Whether they look down at earth, to the side at our solar system, or up into deep space, satellites are ingenious packages, jam-packed with technology, that help in answering all kinds of scientific questions. Right at this cutting edge of science and technology, the new Leiden-Delft-Erasmus minor Space Missions is for any science student with an interest in aerospace.
‘It is easy for scientists to think of satellites as tiny dots with virtually unlimited capabilities, circling the earth, waiting for interesting questions that need to be answered,’ says Jasper Bouwmeester, lecturer Space Engineering at TU Delft and initiator of the new Space Missions minor. ‘But it takes a lot of back and forth to translate a scientific question into instruments, components and orbits – the language spoken by engineers.’
The new minor Space Missions is a crash course into the science carried out with satellites and the underlying technology, culminating in a mission assignment carried out in a multidisciplinary team in which the students learn to overcome differences in culture and perspectives. ‘We provide a strong academic basis in astronomy, earth observation, planetary sciences, and satellite technology, because we want to cater to more than just students in aerospace engineering and astronomy. The aerospace sector is growing rapidly and also needs physicists, electrical engineers, you name it.’
It takes a lot of back and forth to translate a scientific question into satellite instruments, components and orbits
Deep space
Matthew Kenworthy, associate professor at Leiden Observatory, is looking forward to offering astronomy to students who would otherwise not be exposed to such knowledge. ‘Right now, it is the James Webb Space Telescope that grabs all the attention,’ he says. ‘It will look at the beginning of the universe, but there are so many other interesting questions to answer: star formation, exoplanets, are we alone in the universe. How do we get to the minimum working satellite that will answer these questions? We combine the strengths of Leiden University and TU Delft to help students understand this whole process.’
Earth observation
Earth observation is another hot topic in space science. ‘Looking down, rather than up, these satellites are used for improving climate models, for disaster management such as wildfires and flooding, and for monitoring dikes, icecaps and farmland,’ says Stef Lhermitte, assistant professor at the department of Geoscience & Remote Sensing. ‘My course will teach students how to translate a geophysical process you would like to understand into a signal that can be measured by a satellite. What can various parts of the electromagnetic spectrum teach us about earth’s processes?’

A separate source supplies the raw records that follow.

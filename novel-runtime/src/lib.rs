//! # novel-runtime
//!
//! 视觉小说脚本运行时核心库。
//!
//! ## 架构
//!
//! ```text
//! 脚本文本
//!    │
//!    ▼
//! [script]  Lexer → Parser → Program (AST)
//!    │
//!    ▼
//! [runtime] Evaluator（标签发现 / 事件降级）
//!    │
//!    ▼
//! [runtime] Queue（工作线程：逐字动画、阻塞等待、跳转）
//!    │
//!    ├─▶ 显示缓冲区（已折行，随时可读）
//!    └─▶ 通知通道（背景变更等副作用）
//! ```
//!
//! ## 脚本语言
//!
//! - `*名前` 开头的行定义标签，标签本体延伸到下一个标签或文件末尾
//! - 裸文本逐字显示；`[p]` 等待点击后清屏，`[l]` 等待点击后换行，
//!   `[r]` 直接换行
//! - `[image source="..."]` 背景变更，`[wait time="..."]` 定时等待，
//!   `[jump target="..."]` 标签跳转
//!
//! ## 快速上手
//!
//! ```ignore
//! let queue = novel_runtime::queue_from_text("*start\nこんにちは[p]")?;
//! queue.start()?;
//! queue.wait_for_settled();
//! println!("{}", queue.display());
//! ```

pub mod error;
pub mod runtime;
pub mod script;

pub use error::{EvalError, NovelError, NovelResult, SyntaxError};
pub use runtime::{Evaluator, Event, Queue, QueueConfig, SideEffect};
pub use script::{Lexer, Parser, Program};

/// 把脚本文本编译为求值器
///
/// 解析失败时返回收集到的全部语法错误。
pub fn compile(text: &str) -> NovelResult<Evaluator> {
    let mut parser = Parser::new(Lexer::new(text));
    let program = parser.parse_program().map_err(NovelError::Parse)?;
    Ok(Evaluator::new(&program))
}

/// 把脚本文本编译为带默认配置的事件队列
pub fn queue_from_text(text: &str) -> NovelResult<Queue> {
    Ok(Queue::new(compile(text)?))
}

The aerospace sector is growing rapidly and also needs physicists, electrical engineers, you name it.
Mission assignment
The mission assignment is where it all comes together. ‘This is where students learn to balance various requirements,’ Bouwmeester says. ‘High resolution images require a large satellite. But if you need nearly continual data, you may be better off with a swarm of cubesats. A higher resolution also means more data, requiring more power to transmit this data to earth. Space missions are almost always a compromise.’
Most importantly, the mission assignment will teach the students that the path from user requirements to mission requirements is anything but a one-way street. Kenworthy: ‘There is a lot of human interaction in which you need to challenge and negotiate with similarly highly motivated people. Collaboration is key. This is the case when designing a telescope on earth, and ten times more so when you build something for space.’
The mission assignment is where students learn to balance various requirements and perspectives
Use-cases for the mission assignments will be supplied by external mission clients such as the European Space Agency (ESA) or the Netherlands Institute for Space Research (SRON). ‘The use-cases will focus on questions that still need answering. Take ocean plastic, for example. Can we track this from space? Does it require a low-earth orbit? Or take the detection life-bearing molecules next to distant stars. Does it require a spectrograph, special cooling perhaps?’
Science and private space
Like a previous minor on space flight, Bouwmeester expects that the limit of sixty students will be quickly reached once enrolment starts in March. Space, after all, is exciting, adventurous. And don’t worry if you’re not a die-hard scientist. ‘We focus on space missions for scientific purposes such as pursued by ESA or ESTEC,’ Kenworthy says. ‘But the minor is general enough to also allow students to go into private space.’